Stompy simulations, full scale test leg out for quote!

Ladies, Gentlemen, Undecided and Robots –

It’s been two weeks since our last update and the team has been cranking away…

We’ve been iterating through a design spiral trying to hammer out a leg design. Starting with rough estimates of masses and link lengths, the controls team figures out what kind of joint torques and range of motion would be required to meet the design goals and passes this information back the the mechanical team. The mechanical team takes this data to come up with a leg design, which they then run through FEA to determine the viability of the design. If they think it’s a viable design, they pass its critical parameters (masses, force/torque limits, actuator placements) back to the controls group, who plug the new parameters in to the simulation and give feedback back to the mechanical group, who modify the leg design, etc.

This is a labor intensive cycle that we’ve run through several times in the past 2 weeks and have come up with leg designs that we think will work. Without further ado, our first glimpse of Stompy walking…

These legs are designed to be cut from sheet steel on a water jet. The waterjet cuts slots and tabs so the pieces of the structural elements will slot together like Ikea furniture. We will then weld over all the tabs to make extremely strong leg pieces with minimal machining on our part.

This is what our full-size prototype leg will look like extended.

The torques on these legs is tremendous… at the hip the torque is on the order of 14,000 foot pounds. The torques decrease in magnitude as you go further out on the leg, allowing for lighter construction. The yaw link (the little chunk of metal between the body and the thigh) is made of thicker sheet steel than the rest and ends up weighing about 70lbs. The thigh link is around 200lbs without the actuator attached. One of the comprimises we had to make in the design spiral was to shorten the legs… we simply couldn’t achieve the safety factors we wanted with the legs spread out as far as they were in the original concept art.

The prototype leg is out for quote at local machine shops, as is the next version of electronics, about which there will be a post soon. Also expect to see a Gimpy update!


Controls Assignment 2 Solution

The controls team pulled it together at the last minute and submitted a solution to the problem of pushing the leg cart in a smooth, controlled fashion.  “Controlled” in this context means that it can’t lift itself off the ground and foot slippage has to be minimal.

The control code here is 100% student written, from the joint controllers to the kinematics to the trajectory generation.  Go team!

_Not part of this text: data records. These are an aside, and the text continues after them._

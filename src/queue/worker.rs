//! Queue worker daemon.
//!
//! Each cycle reserves up to `concurrency` jobs, runs them as `queue.job`
//! tasks in worker processes, and settles every job from its outcome:
//!
//! - success: the job is deleted
//! - failure with attempts left: the job is released after the backoff
//! - failure with attempts exhausted: the job is moved to the failed store
//!
//! Between cycles the worker runs maintenance under memory pressure, emits
//! periodic health reports and stops once a health limit is crossed.

use std::collections::HashMap;
use std::fmt;
use std::sync::Arc;
use std::time::{Duration, Instant};

use serde_json::Value;
use tokio::sync::{broadcast, mpsc};
use tracing::{debug, error, info, warn};
use uuid::Uuid;

use super::config::WorkerConfig;
use super::driver::QueueDriver;
use super::events::{EventDispatcher, JobEvent, TracingEvents};
use super::handler::{
    missing_job_types, run_job, HandlerResolver, JobTaskArgs, JOB_TASK, JOB_TYPES_TASK,
};
use super::health::{HealthLimit, HealthMonitor};
use super::job::Job;
use super::manager::QueueManager;
use crate::error::{PoolError, WorkerError};
use crate::metrics::{JobOutcome, MetricsCollector};
use crate::pool::{Pool, Process, Runtime, Task, TaskEnvelope, TaskError};

/// Where the worker loop currently is.
#[derive(Debug, Clone, Copy, PartialEq, Eq)]
pub enum WorkerState {
    Idle,
    Fetching,
    Dispatching,
    Waiting,
    ShuttingDown,
}

/// Why the worker loop returned.
#[derive(Debug, Clone, Copy, PartialEq)]
pub enum StopReason {
    /// A shutdown signal was received.
    Signal,
    /// The queue was empty and `stop_when_empty` is set.
    Empty,
    /// `max_jobs` jobs were finished.
    MaxJobs,
    /// A memory or runtime ceiling was crossed.
    Health(HealthLimit),
}

impl fmt::Display for StopReason {
    fn fmt(&self, f: &mut fmt::Formatter<'_>) -> fmt::Result {
        match self {
            StopReason::Signal => write!(f, "shutdown signal"),
            StopReason::Empty => write!(f, "queue empty"),
            StopReason::MaxJobs => write!(f, "job limit reached"),
            StopReason::Health(limit) => write!(f, "health limit: {}", limit),
        }
    }
}

/// How a finished job was settled.
#[derive(Debug, Clone, Copy, PartialEq, Eq)]
pub enum JobDisposition {
    Processed,
    Released,
    Failed,
}

enum TaskOutcome {
    Succeeded { duration: Duration },
    Failed { error: TaskError, spawned: bool },
}

/// Why the worker processes' handlers could not be confirmed.
enum HandlerCheck {
    /// No worker process could be spawned; retried with the next batch.
    Spawn(PoolError),
    Fatal(WorkerError),
}

/// Pulls jobs from a queue connection and runs them in worker processes.
pub struct QueueWorker {
    manager: Arc<QueueManager>,
    config: WorkerConfig,
    resolver: Arc<dyn HandlerResolver>,
    events: Arc<dyn EventDispatcher>,
    runtime: Arc<dyn Runtime>,
    pool: Pool,
    handlers_verified: bool,
    outcomes: mpsc::UnboundedReceiver<(Uuid, TaskOutcome)>,
    health: HealthMonitor,
    metrics: MetricsCollector,
    state: WorkerState,
    shutdown_tx: broadcast::Sender<()>,
    shutdown_rx: broadcast::Receiver<()>,
    processed: u64,
    failed: u64,
}
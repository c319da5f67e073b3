//! Named task functions callable across the process boundary.

use std::collections::HashMap;
use std::future::Future;
use std::panic::AssertUnwindSafe;
use std::sync::Arc;

use futures::future::BoxFuture;
use futures::FutureExt;
use serde_json::Value;

use crate::pool::TaskError;

/// Error code reported when the requested task is not registered.
pub const UNKNOWN_TASK_CODE: i32 = 404;

/// Error code reported when a task panicked.
pub const PANIC_CODE: i32 = 500;

type TaskFn = Arc<dyn Fn(Value) -> BoxFuture<'static, Result<Value, TaskError>> + Send + Sync>;

/// Maps task names to async functions of their plain-data arguments.
///
/// The parent only ever sends a name and arguments, so both sides must be
/// built with the same registrations.
#[derive(Clone, Default)]
pub struct TaskRegistry {
    tasks: HashMap<String, TaskFn>,
}

impl TaskRegistry {
    pub fn new() -> Self {
        Self::default()
    }

    /// Registers `task` under `name`, replacing any previous registration.
    pub fn register<F, Fut>(&mut self, name: impl Into<String>, task: F) -> &mut Self
    where
        F: Fn(Value) -> Fut + Send + Sync + 'static,
        Fut: Future<Output = Result<Value, TaskError>> + Send + 'static,
    {
        self.tasks
            .insert(name.into(), Arc::new(move |args| task(args).boxed()));
        self
    }

    pub fn contains(&self, name: &str) -> bool {
        self.tasks.contains_key(name)
    }

    /// Registered names, sorted.
    pub fn names(&self) -> Vec<&str> {
        let mut names: Vec<&str> = self.tasks.keys().map(String::as_str).collect();
        names.sort_unstable();
        names
    }

    /// Runs a task. Unknown names and panics become [`TaskError`]s.
    pub async fn call(&self, name: &str, args: Value) -> Result<Value, TaskError> {
        let Some(task) = self.tasks.get(name) else {
            return Err(
                TaskError::new(format!("unknown task '{}'", name)).with_code(UNKNOWN_TASK_CODE)
            );
        };

        match AssertUnwindSafe(task(args)).catch_unwind().await {
            Ok(result) => result,
            Err(payload) => {
                let message = payload
                    .downcast_ref::<&str>()
                    .map(|s| s.to_string())
                    .or_else(|| payload.downcast_ref::<String>().cloned())
                    .unwrap_or_else(|| "task panicked".to_string());
                Err(TaskError::new(format!("task '{}' panicked: {}", name, message))
                    .with_code(PANIC_CODE))
            }
        }
    }
}

impl std::fmt::Debug for TaskRegistry {
    fn fmt(&self, f: &mut std::fmt::Formatter<'_>) -> std::fmt::Result {
        f.debug_struct("TaskRegistry")
            .field("tasks", &self.names())
            .finish()
    }
}

#[cfg(test)]
mod tests {
    use super::*;
    use serde_json::json;

    #[tokio::test]
    async fn test_register_and_call() {
        let mut registry = TaskRegistry::new();
        registry.register("double", |args: Value| async move {
            let n = args.as_i64().ok_or_else(|| TaskError::new("expected a number"))?;
            Ok(json!(n * 2))
        });

        assert!(registry.contains("double"));
        assert_eq!(registry.call("double", json!(21)).await, Ok(json!(42)));

        let err = registry.call("double", json!("x")).await.unwrap_err();
        assert_eq!(err.message, "expected a number");
    }

    #[tokio::test]
    async fn test_unknown_task() {
        let registry = TaskRegistry::new();
        let err = registry.call("missing", Value::Null).await.unwrap_err();
        assert_eq!(err.code, UNKNOWN_TASK_CODE);
        assert!(err.message.contains("missing"));
    }

    #[tokio::test]
    async fn test_panic_becomes_error() {
        let mut registry = TaskRegistry::new();
        registry.register("explode", |_| async move {
            if true {
                panic!("kaboom");
            }
            Ok(Value::Null)
        });

        let err = registry.call("explode", Value::Null).await.unwrap_err();
        assert_eq!(err.code, PANIC_CODE);
        assert!(err.message.contains("kaboom"));
    }

    #[test]
    fn test_names_sorted() {
        let mut registry = TaskRegistry::new();
        registry
            .register("b", |_| async { Ok(Value::Null) })
            .register("a", |_| async { Ok(Value::Null) });
        assert_eq!(registry.names(), vec!["a", "b"]);
    }
}
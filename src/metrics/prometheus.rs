//! Prometheus metrics registration and export.
//!
//! This module defines all Prometheus metrics used by job-forge and provides
//! functions for initializing, registering, and exporting metrics.

use prometheus::{Encoder, Gauge, GaugeVec, HistogramVec, IntCounterVec, Opts, Registry, TextEncoder};
use std::sync::OnceLock;

/// Global Prometheus registry for all job-forge metrics.
pub static REGISTRY: OnceLock<Registry> = OnceLock::new();

/// Total number of finished jobs, labeled by queue and outcome
/// (`processed`, `released`, `failed`).
pub static JOBS_TOTAL: OnceLock<IntCounterVec> = OnceLock::new();

/// Job run time in seconds, labeled by queue.
pub static JOB_DURATION: OnceLock<HistogramVec> = OnceLock::new();

/// Number of ready jobs, labeled by queue.
pub static QUEUE_DEPTH: OnceLock<GaugeVec> = OnceLock::new();

/// Number of jobs currently running in worker processes.
pub static JOBS_IN_PROGRESS: OnceLock<Gauge> = OnceLock::new();

/// Resident memory of the worker daemon in bytes.
pub static WORKER_MEMORY_BYTES: OnceLock<Gauge> = OnceLock::new();

/// Seconds since the worker daemon started.
pub static WORKER_UPTIME: OnceLock<Gauge> = OnceLock::new();

/// Initialize all metrics and register them with the registry.
///
/// Call once at startup; later calls leave the first registry in place.
///
/// # Errors
///
/// Returns a `prometheus::Error` if metric registration fails, typically due to
/// duplicate metric names or invalid metric configurations.
pub fn init_metrics() -> Result<(), prometheus::Error> {
    let registry = Registry::new();

    // Job metrics
    let jobs_total = IntCounterVec::new(
        Opts::new("job_forge_jobs_total", "Total number of finished jobs"),
        &["queue", "status"],
    )?;

    let job_duration = HistogramVec::new(
        prometheus::HistogramOpts::new(
            "job_forge_job_duration_seconds",
            "Job run time in seconds",
        )
        .buckets(vec![0.05, 0.1, 0.5, 1.0, 5.0, 15.0, 60.0, 300.0]),
        &["queue"],
    )?;

    // Queue metrics
    let queue_depth = GaugeVec::new(
        Opts::new("job_forge_queue_depth", "Number of ready jobs in queue"),
        &["queue"],
    )?;

    let jobs_in_progress = Gauge::new(
        "job_forge_jobs_in_progress",
        "Number of jobs currently being processed",
    )?;

    // Worker metrics
    let worker_memory = Gauge::new(
        "job_forge_worker_memory_bytes",
        "Resident memory of the worker daemon",
    )?;

    let worker_uptime = Gauge::new(
        "job_forge_worker_uptime_seconds",
        "Seconds since the worker daemon started",
    )?;

    registry.register(Box::new(jobs_total.clone()))?;
    registry.register(Box::new(job_duration.clone()))?;
    registry.register(Box::new(queue_depth.clone()))?;
    registry.register(Box::new(jobs_in_progress.clone()))?;
    registry.register(Box::new(worker_memory.clone()))?;
    registry.register(Box::new(worker_uptime.clone()))?;

    // If any of these fail, metrics were already initialized (idempotent)
    let _ = REGISTRY.set(registry);
    let _ = JOBS_TOTAL.set(jobs_total);
    let _ = JOB_DURATION.set(job_duration);
    let _ = QUEUE_DEPTH.set(queue_depth);
    let _ = JOBS_IN_PROGRESS.set(jobs_in_progress);
    let _ = WORKER_MEMORY_BYTES.set(worker_memory);
    let _ = WORKER_UPTIME.set(worker_uptime);

    tracing::debug!("Prometheus metrics initialized");

    Ok(())
}

/// Export all registered metrics in Prometheus text format.
///
/// Returns a comment line instead when the registry has not been
/// initialized or encoding fails.
pub fn export_metrics() -> String {
    let Some(registry) = REGISTRY.get() else {
        return "# Metrics not initialized. Call init_metrics() first.\n".to_string();
    };

    let encoder = TextEncoder::new();
    let metric_families = registry.gather();

    let mut buffer = Vec::new();
    if let Err(e) = encoder.encode(&metric_families, &mut buffer) {
        return format!("# Error encoding metrics: {}\n", e);
    }

    String::from_utf8(buffer)
        .unwrap_or_else(|e| format!("# Error converting metrics to UTF-8: {}\n", e))
}
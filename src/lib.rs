//! job-forge: process-isolated task pool and durable job queue worker.
//!
//! This library provides a pool that runs tasks in separate worker
//! processes, file and redis backed job queues, and a worker daemon that
//! drains those queues through the pool.

// Core modules
pub mod cli;
pub mod entrypoint;
pub mod error;
pub mod metrics;
pub mod pool;
pub mod queue;

// Re-export commonly used error types
pub use error::{ConfigError, PoolError, QueueError, WorkerError};
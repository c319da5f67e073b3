//! Wire format between the pool and its worker processes.
//!
//! The parent writes one [`TaskEnvelope`] as a single JSON line to the
//! child's stdin. The child answers with exactly one [`ResultEnvelope`] on
//! stdout and exits with `0` on success or `1` on failure.

use std::panic::Location;

use serde::{Deserialize, Serialize};
use serde_json::Value;
use thiserror::Error;

use crate::error::PoolError;

/// Record separator terminating an envelope on the wire.
pub const RECORD_SEPARATOR: u8 = b'\n';

/// A deferred call: the registered task name plus its plain-data arguments.
#[derive(Debug, Clone, PartialEq, Serialize, Deserialize)]
pub struct TaskEnvelope {
    /// Name of the task in the child's registry.
    pub task: String,
    /// Captured arguments.
    #[serde(default)]
    pub args: Value,
}

impl TaskEnvelope {
    pub fn new(task: impl Into<String>, args: Value) -> Self {
        Self {
            task: task.into(),
            args,
        }
    }

    /// Encodes the envelope as one JSON line.
    pub fn encode(&self) -> Result<Vec<u8>, PoolError> {
        let mut bytes = serde_json::to_vec(self)?;
        bytes.push(RECORD_SEPARATOR);
        Ok(bytes)
    }

    /// Decodes an envelope from a single line (the separator is optional).
    pub fn decode(line: &[u8]) -> Result<Self, PoolError> {
        Ok(serde_json::from_slice(line.trim_ascii())?)
    }
}

/// Error reported by a task, serialized across the process boundary.
#[derive(Debug, Clone, PartialEq, Serialize, Deserialize, Error)]
#[error("{message}")]
pub struct TaskError {
    /// Human-readable failure message.
    pub message: String,
    /// Application-defined error code.
    #[serde(default)]
    pub code: i32,
    /// Source file where the error was raised.
    #[serde(default, skip_serializing_if = "Option::is_none")]
    pub file: Option<String>,
    /// Source line where the error was raised.
    #[serde(default, skip_serializing_if = "Option::is_none")]
    pub line: Option<u32>,
    /// Optional cause chain or backtrace text.
    #[serde(default, skip_serializing_if = "Option::is_none")]
    pub trace: Option<String>,
}

impl TaskError {
    /// Creates an error tagged with the caller's source location.
    #[track_caller]
    pub fn new(message: impl Into<String>) -> Self {
        let location = Location::caller();
        Self {
            message: message.into(),
            code: 0,
            file: Some(location.file().to_string()),
            line: Some(location.line()),
            trace: None,
        }
    }

    /// Sets the error code.
    pub fn with_code(mut self, code: i32) -> Self {
        self.code = code;
        self
    }

    /// Sets the trace text.
    pub fn with_trace(mut self, trace: impl Into<String>) -> Self {
        self.trace = Some(trace.into());
        self
    }

    /// Converts an `anyhow` error, keeping its cause chain as the trace.
    #[track_caller]
    pub fn from_anyhow(err: &anyhow::Error) -> Self {
        let chain: Vec<String> = err.chain().skip(1).map(|c| c.to_string()).collect();
        let error = Self::new(err.to_string());
        if chain.is_empty() {
            error
        } else {
            error.with_trace(chain.join("\n"))
        }
    }
}

/// The single result a worker process writes to stdout.
#[derive(Debug, Clone, PartialEq, Serialize, Deserialize)]
pub struct ResultEnvelope {
    pub success: bool,
    #[serde(default, skip_serializing_if = "Option::is_none")]
    pub result: Option<Value>,
    #[serde(default, skip_serializing_if = "Option::is_none")]
    pub error: Option<TaskError>,
}

impl ResultEnvelope {
    pub fn ok(result: Value) -> Self {
        Self {
            success: true,
            result: Some(result),
            error: None,
        }
    }

    pub fn err(error: TaskError) -> Self {
        Self {
            success: false,
            result: None,
            error: Some(error),
        }
    }

    /// Exit code the worker process should terminate with.
    pub fn exit_code(&self) -> i32 {
        if self.success {
            0
        } else {
            1
        }
    }

    pub fn encode(&self) -> Result<Vec<u8>, PoolError> {
        let mut bytes = serde_json::to_vec(self)?;
        bytes.push(RECORD_SEPARATOR);
        Ok(bytes)
    }

    /// Parses the envelope from captured stdout.
    ///
    /// Only the last non-empty line is considered, so stray prints from a
    /// task do not corrupt the result.
    pub fn decode(output: &[u8]) -> Result<Self, PoolError> {
        let line = output
            .split(|b| *b == RECORD_SEPARATOR)
            .map(<[u8]>::trim_ascii)
            .filter(|l| !l.is_empty())
            .last()
            .ok_or_else(|| PoolError::Serialization("worker produced no output".to_string()))?;
        Ok(serde_json::from_slice(line)?)
    }

    pub fn into_result(self) -> Result<Value, TaskError> {
        if self.success {
            Ok(self.result.unwrap_or(Value::Null))
        } else {
            Err(self
                .error
                .unwrap_or_else(|| TaskError::new("task failed without error details")))
        }
    }
}

#[cfg(test)]
mod tests {
    use super::*;
    use serde_json::json;

    #[test]
    fn test_task_envelope_is_one_line() {
        let envelope = TaskEnvelope::new("echo", json!({"text": "a\nb"}));
        let bytes = envelope.encode().expect("encode");

        assert_eq!(bytes.last(), Some(&RECORD_SEPARATOR));
        assert_eq!(bytes.iter().filter(|b| **b == RECORD_SEPARATOR).count(), 1);
        assert_eq!(TaskEnvelope::decode(&bytes).expect("decode"), envelope);
    }

    #[test]
    fn test_task_envelope_missing_args_defaults_to_null() {
        let envelope = TaskEnvelope::decode(br#"{"task":"echo"}"#).expect("decode");
        assert_eq!(envelope.args, Value::Null);
    }

    #[test]
    fn test_task_error_records_location() {
        let err = TaskError::new("boom").with_code(7);
        assert_eq!(err.code, 7);
        assert_eq!(err.file.as_deref(), Some(file!()));
        assert!(err.line.is_some());
        assert_eq!(err.to_string(), "boom");
    }

    #[test]
    fn test_task_error_from_anyhow_keeps_chain() {
        let err = anyhow::anyhow!("disk full").context("writing report");
        let task_error = TaskError::from_anyhow(&err);
        assert_eq!(task_error.message, "writing report");
        assert_eq!(task_error.trace.as_deref(), Some("disk full"));
    }

    #[test]
    fn test_result_decode_uses_last_line() {
        let output = b"debug noise\n{\"success\":true,\"result\":3}\n\n";
        let envelope = ResultEnvelope::decode(output).expect("decode");
        assert!(envelope.success);
        assert_eq!(envelope.into_result(), Ok(json!(3)));
    }

    #[test]
    fn test_result_decode_empty_output() {
        let err = ResultEnvelope::decode(b"  \n").unwrap_err();
        assert!(matches!(err, PoolError::Serialization(_)));
    }

    #[test]
    fn test_failure_envelope_wire_shape() {
        let envelope = ResultEnvelope::err(TaskError::new("nope").with_code(2));
        let value: Value = serde_json::from_slice(&envelope.encode().expect("encode"))
            .expect("valid json");

        assert_eq!(value["success"], json!(false));
        assert_eq!(value["error"]["message"], json!("nope"));
        assert_eq!(value["error"]["code"], json!(2));
        assert!(value.get("result").is_none());
        assert_eq!(envelope.exit_code(), 1);
    }

    #[test]
    fn test_failure_without_details() {
        let envelope: ResultEnvelope =
            serde_json::from_str(r#"{"success":false}"#).expect("parse");
        let err = envelope.into_result().unwrap_err();
        assert!(err.message.contains("without error details"));
    }
}
//! Durable job queues and the worker daemon that drains them.
//!
//! # Architecture
//!
//! ```text
//! QueueWorker ──► QueueManager ──► QueueDriver (file | redis)
//!     │                                 │ pop
//!     │◄──────────── Job ───────────────┘
//!     ▼
//!   Pool ──► worker process ──► HandlerResolver ──► JobHandler
//!     │
//!     └─ outcome ──► delete | release (backoff) | fail
//! ```
//!
//! A failed job is retried until it runs out of attempts, so a handler may
//! see the same job more than once. Both drivers remove a job from storage
//! when it is popped; a daemon killed before settling a batch loses it.

pub mod clock;
pub mod config;
pub mod driver;
pub mod events;
pub mod file;
pub mod handler;
pub mod health;
pub mod job;
mod lock;
pub mod manager;
pub mod redis;
pub mod worker;

pub use clock::{Clock, ManualClock, SystemClock};
pub use config::{ConnectionConfig, DriverKind, QueueConfig, WorkerConfig, DEFAULT_QUEUE};
pub use driver::QueueDriver;
pub use events::{EventDispatcher, EventLog, FanOut, JobEvent, TracingEvents};
pub use file::FileDriver;
pub use handler::{
    register_job_task, run_job, HandlerRegistry, HandlerResolver, JobHandler, JobTaskArgs,
    JOB_TASK,
};
pub use health::{HealthLimit, HealthMonitor, HealthReport, MemoryProbe, SysinfoProbe};
pub use job::{FailedJob, Job, JobRecord};
pub use manager::{DriverFactory, FileDriverFactory, QueueManager, RedisDriverFactory};
pub use self::redis::RedisDriver;
pub use worker::{JobDisposition, QueueWorker, StopReason, WorkerState};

For reference, the dots are 1m apart.  The simulation makes it clear that we really need to watch out for reaction torques about the yaw axis (note that the whole cart twists itself… this is with a relatively realistic friction coefficient on the wheels).  We will probably want to look at this more closely before putting anything on hardware.

Beware the Barge

I built a model of the leg cart/leg test stand in our simulation environment.  Leg dimensions, masses, ranges of motion and actuator force limits are all in the model.

On the meatspace implementation the inputs to the system will be valve commands, which roughly correlate to flow rates.  In an attempt to model this, we present actuator linear rates as the inputs to the model.

This week we assigned the controls team the task of controlling the cart and making it row itself along in a straight, controlled line.  We’ve got groups working on joint level control, forward kinematics, inverse kinematics, trajectory generation and the nebulous “high level”.  As a starting point I put together a little demo with the leg cart rowing itself along very poorly:


For reference, the cart weighs about 600 pounds and the pins weigh about 200 pounds and are 6 feet tall. When this thing exists in real life, we will have to be very careful…  More videos next week when the student solution starts coming together!